Governor Tiff Macklem discusses how—by investing in technology and people—businesses can help the economy grow more with less inflation.
Business investment lifts living standards
The Bank of Canada forecasts strong economic growth over the next couple of years.
But with a tight labour market, we’ll need higher productivity—the amount of output produced for each hour worked—to continue to grow while keeping inflation in check.
One way that businesses can help increase productivity is by investing in new technology that makes their operations and workers more efficient. And higher productivity can raise wages and living standards.
Productivity growth is vital to non-inflationary growth and rising standards of living. At a time when inflation is already well above our target, this is more vital than ever.”

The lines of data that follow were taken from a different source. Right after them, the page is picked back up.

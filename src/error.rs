use thiserror::Error;

/// Error returned by [`IntervalSet::insert`](crate::IntervalSet::insert) when
/// the requested interval is empty, reversed, or has incomparable endpoints
/// (e.g. a `NaN` float). The set is left untouched.
#[derive(Debug, Error, Clone, Copy, PartialEq, Eq)]
#[error("invalid interval: low must be strictly less than high")]
pub struct InvalidIntervalError;

#[cfg(test)]
mod test {
    use super::*;

    #[test]
    fn display_names_the_precondition() {
        assert_eq!(
            InvalidIntervalError.to_string(),
            "invalid interval: low must be strictly less than high"
        );
    }
}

Business investment should start picking up
Business investment has been an important reason why Canada is weathering the COVID‑19 pandemic reasonably well.
To adapt to the pandemic, many people started shopping online more and millions of people shifted to working from home. At the same time, investments in digital technology kept many businesses—and the economy—going. While the economy shrank in 2020, the tech sector grew and created many new jobs.
That investment needs to both continue and spill over to other sectors. Overall, business investment in Canada has been weaker than in the United States throughout the pandemic—as it has been for years.
But the Bank sees Canadian business investment improving.
Corporate balance sheets are in good shape, many companies are bumping up against the limits of their capacity, and demand is expected to be strong both in Canada and for our exports to the United States.
An opportunity exists to build a bridge between the short-term changes Canadians have made to cope with COVID-19 and the sustained investments that will grow our economy and improve our quality of life.”
Seizing opportunity promises long-term benefits
On top of digital investments, Canada has other strengths that can help businesses boost productivity and raise living standards.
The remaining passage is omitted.